Try it: Set down the material exactly. Keep every line.

The data:

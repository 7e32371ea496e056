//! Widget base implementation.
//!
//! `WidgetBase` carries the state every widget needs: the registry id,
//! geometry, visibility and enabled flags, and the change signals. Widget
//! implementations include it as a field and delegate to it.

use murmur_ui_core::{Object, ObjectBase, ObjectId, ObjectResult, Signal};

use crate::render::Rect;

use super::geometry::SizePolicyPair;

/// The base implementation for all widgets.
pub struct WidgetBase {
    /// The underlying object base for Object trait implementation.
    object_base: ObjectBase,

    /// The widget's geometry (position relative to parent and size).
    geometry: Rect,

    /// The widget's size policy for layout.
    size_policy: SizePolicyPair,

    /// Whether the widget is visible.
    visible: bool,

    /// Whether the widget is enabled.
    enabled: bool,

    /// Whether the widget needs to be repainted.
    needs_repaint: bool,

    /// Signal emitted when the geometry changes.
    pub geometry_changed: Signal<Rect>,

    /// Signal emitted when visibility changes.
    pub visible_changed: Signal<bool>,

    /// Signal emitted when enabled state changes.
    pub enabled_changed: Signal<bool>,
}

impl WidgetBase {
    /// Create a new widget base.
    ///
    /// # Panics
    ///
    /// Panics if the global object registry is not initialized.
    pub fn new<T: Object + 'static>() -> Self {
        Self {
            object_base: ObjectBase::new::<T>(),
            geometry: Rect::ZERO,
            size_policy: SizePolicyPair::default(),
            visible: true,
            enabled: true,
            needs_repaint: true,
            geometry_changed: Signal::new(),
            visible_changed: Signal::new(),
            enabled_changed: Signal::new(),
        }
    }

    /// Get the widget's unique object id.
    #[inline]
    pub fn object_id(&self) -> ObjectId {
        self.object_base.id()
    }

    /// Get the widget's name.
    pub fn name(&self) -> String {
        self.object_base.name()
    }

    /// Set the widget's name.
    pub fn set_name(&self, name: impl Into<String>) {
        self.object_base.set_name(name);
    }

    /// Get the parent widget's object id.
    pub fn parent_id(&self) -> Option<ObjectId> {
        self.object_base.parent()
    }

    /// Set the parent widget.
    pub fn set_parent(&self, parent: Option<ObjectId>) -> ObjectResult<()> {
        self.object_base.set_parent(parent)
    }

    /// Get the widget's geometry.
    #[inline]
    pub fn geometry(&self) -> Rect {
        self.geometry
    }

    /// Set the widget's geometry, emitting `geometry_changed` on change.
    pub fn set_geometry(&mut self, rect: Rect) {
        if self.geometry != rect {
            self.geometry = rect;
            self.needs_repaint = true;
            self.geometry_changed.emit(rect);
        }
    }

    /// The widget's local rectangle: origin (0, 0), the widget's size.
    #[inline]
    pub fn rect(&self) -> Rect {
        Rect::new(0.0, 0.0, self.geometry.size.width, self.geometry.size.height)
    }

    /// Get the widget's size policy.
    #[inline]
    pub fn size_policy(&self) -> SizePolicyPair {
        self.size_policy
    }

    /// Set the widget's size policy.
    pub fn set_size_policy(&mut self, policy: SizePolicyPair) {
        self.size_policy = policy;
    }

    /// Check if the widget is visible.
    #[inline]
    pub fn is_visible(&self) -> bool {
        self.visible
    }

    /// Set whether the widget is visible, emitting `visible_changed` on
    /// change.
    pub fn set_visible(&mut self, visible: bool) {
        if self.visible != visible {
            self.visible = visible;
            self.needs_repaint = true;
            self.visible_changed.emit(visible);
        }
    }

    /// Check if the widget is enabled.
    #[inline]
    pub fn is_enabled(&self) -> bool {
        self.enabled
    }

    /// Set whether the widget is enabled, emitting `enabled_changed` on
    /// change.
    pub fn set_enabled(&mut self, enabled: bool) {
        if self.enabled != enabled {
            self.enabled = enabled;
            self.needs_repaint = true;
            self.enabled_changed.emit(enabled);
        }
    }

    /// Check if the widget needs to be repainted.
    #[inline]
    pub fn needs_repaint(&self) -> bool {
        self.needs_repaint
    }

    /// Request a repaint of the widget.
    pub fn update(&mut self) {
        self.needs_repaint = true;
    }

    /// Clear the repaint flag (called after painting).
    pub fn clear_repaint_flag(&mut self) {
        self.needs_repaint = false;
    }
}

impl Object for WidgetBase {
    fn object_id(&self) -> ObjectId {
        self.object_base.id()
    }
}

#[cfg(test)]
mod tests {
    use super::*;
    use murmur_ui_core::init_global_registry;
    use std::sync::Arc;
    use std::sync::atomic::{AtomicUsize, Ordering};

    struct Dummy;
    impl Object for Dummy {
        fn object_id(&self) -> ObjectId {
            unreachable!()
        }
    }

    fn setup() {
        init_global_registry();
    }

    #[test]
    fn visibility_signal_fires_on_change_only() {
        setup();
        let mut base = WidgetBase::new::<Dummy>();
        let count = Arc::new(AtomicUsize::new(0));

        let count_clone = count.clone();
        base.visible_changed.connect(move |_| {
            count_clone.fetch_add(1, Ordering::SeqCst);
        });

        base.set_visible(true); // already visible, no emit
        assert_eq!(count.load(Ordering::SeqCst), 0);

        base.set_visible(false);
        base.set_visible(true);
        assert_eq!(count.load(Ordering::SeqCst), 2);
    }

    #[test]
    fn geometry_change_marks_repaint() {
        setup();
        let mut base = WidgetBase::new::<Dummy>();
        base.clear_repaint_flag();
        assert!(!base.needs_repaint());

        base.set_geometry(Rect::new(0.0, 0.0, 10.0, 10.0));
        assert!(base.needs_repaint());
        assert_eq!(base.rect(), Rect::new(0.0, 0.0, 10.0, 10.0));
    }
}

Written response:
repository 7e32371ea496e056
//! Widget base implementation.
//!
//! `WidgetBase` carries the state every widget needs: the registry id,
//! geometry, visibility and enabled flags, and the change signals. Widget
//! implementations include it as a field and delegate to it.

use murmur_ui_core::{Object, ObjectBase, ObjectId, ObjectResult, Signal};

use crate::render::Rect;

use super::geometry::SizePolicyPair;

/// The base implementation for all widgets.
pub struct WidgetBase {
    /// The underlying object base for Object trait implementation.
    object_base: ObjectBase,

    /// The widget's geometry (position relative to parent and size).
    geometry: Rect,

    /// The widget's size policy for layout.
    size_policy: SizePolicyPair,

    /// Whether the widget is visible.
    visible: bool,

    /// Whether the widget is enabled.
    enabled: bool,

    /// Whether the widget needs to be repainted.
    needs_repaint: bool,

    /// Signal emitted when the geometry changes.
    pub geometry_changed: Signal<Rect>,

    /// Signal emitted when visibility changes.
    pub visible_changed: Signal<bool>,

    /// Signal emitted when enabled state changes.
    pub enabled_changed: Signal<bool>,
}

impl WidgetBase {
    /// Create a new widget base.
    ///
    /// # Panics
    ///
    /// Panics if the global object registry is not initialized.
    pub fn new<T: Object + 'static>() -> Self {
        Self {
            object_base: ObjectBase::new::<T>(),
            geometry: Rect::ZERO,
            size_policy: SizePolicyPair::default(),
            visible: true,
            enabled: true,
            needs_repaint: true,
            geometry_changed: Signal::new(),
            visible_changed: Signal::new(),
            enabled_changed: Signal::new(),
        }
    }

    /// Get the widget's unique object id.
    #[inline]
    pub fn object_id(&self) -> ObjectId {
        self.object_base.id()
    }

    /// Get the widget's name.
    pub fn name(&self) -> String {
        self.object_base.name()
    }

    /// Set the widget's name.
    pub fn set_name(&self, name: impl Into<String>) {
        self.object_base.set_name(name);
    }

    /// Get the parent widget's object id.
    pub fn parent_id(&self) -> Option<ObjectId> {
        self.object_base.parent()
    }

    /// Set the parent widget.
    pub fn set_parent(&self, parent: Option<ObjectId>) -> ObjectResult<()> {
        self.object_base.set_parent(parent)
    }

    /// Get the widget's geometry.
    #[inline]
    pub fn geometry(&self) -> Rect {
        self.geometry
    }

    /// Set the widget's geometry, emitting `geometry_changed` on change.
    pub fn set_geometry(&mut self, rect: Rect) {
        if self.geometry != rect {
            self.geometry = rect;
            self.needs_repaint = true;
            self.geometry_changed.emit(rect);
        }
    }

    /// The widget's local rectangle: origin (0, 0), the widget's size.
    #[inline]
    pub fn rect(&self) -> Rect {
        Rect::new(0.0, 0.0, self.geometry.size.width, self.geometry.size.height)
    }

    /// Get the widget's size policy.
    #[inline]
    pub fn size_policy(&self) -> SizePolicyPair {
        self.size_policy
    }

    /// Set the widget's size policy.
    pub fn set_size_policy(&mut self, policy: SizePolicyPair) {
        self.size_policy = policy;
    }

    /// Check if the widget is visible.
    #[inline]
    pub fn is_visible(&self) -> bool {
        self.visible
    }

    /// Set whether the widget is visible, emitting `visible_changed` on
    /// change.
    pub fn set_visible(&mut self, visible: bool) {
        if self.visible != visible {
            self.visible = visible;
            self.needs_repaint = true;
            self.visible_changed.emit(visible);
        }
    }

    /// Check if the widget is enabled.
    #[inline]
    pub fn is_enabled(&self) -> bool {
        self.enabled
    }

    /// Set whether the widget is enabled, emitting `enabled_changed` on
    /// change.
    pub fn set_enabled(&mut self, enabled: bool) {
        if self.enabled != enabled {
            self.enabled = enabled;
            self.needs_repaint = true;
            self.enabled_changed.emit(enabled);
        }
    }

    /// Check if the widget needs to be repainted.
    #[inline]
    pub fn needs_repaint(&self) -> bool {
        self.needs_repaint
    }

    /// Request a repaint of the widget.
    pub fn update(&mut self) {
        self.needs_repaint = true;
    }

    /// Clear the repaint flag (called after painting).
    pub fn clear_repaint_flag(&mut self) {
        self.needs_repaint = false;
    }
}

impl Object for WidgetBase {
    fn object_id(&self) -> ObjectId {
        self.object_base.id()
    }
}

#[cfg(test)]
mod tests {
    use super::*;
    use murmur_ui_core::init_global_registry;
    use std::sync::Arc;
    use std::sync::atomic::{AtomicUsize, Ordering};

    struct Dummy;
    impl Object for Dummy {
        fn object_id(&self) -> ObjectId {
            unreachable!()
        }
    }

    fn setup() {
        init_global_registry();
    }

    #[test]
    fn visibility_signal_fires_on_change_only() {
        setup();
        let mut base = WidgetBase::new::<Dummy>();
        let count = Arc::new(AtomicUsize::new(0));

        let count_clone = count.clone();
        base.visible_changed.connect(move |_| {
            count_clone.fetch_add(1, Ordering::SeqCst);
        });

        base.set_visible(true); // already visible, no emit
        assert_eq!(count.load(Ordering::SeqCst), 0);

        base.set_visible(false);
        base.set_visible(true);
        assert_eq!(count.load(Ordering::SeqCst), 2);
    }

    #[test]
    fn geometry_change_marks_repaint() {
        setup();
        let mut base = WidgetBase::new::<Dummy>();
        base.clear_repaint_flag();
        assert!(!base.needs_repaint());

        base.set_geometry(Rect::new(0.0, 0.0, 10.0, 10.0));
        assert!(base.needs_repaint());
        assert_eq!(base.rect(), Rect::new(0.0, 0.0, 10.0, 10.0));
    }
}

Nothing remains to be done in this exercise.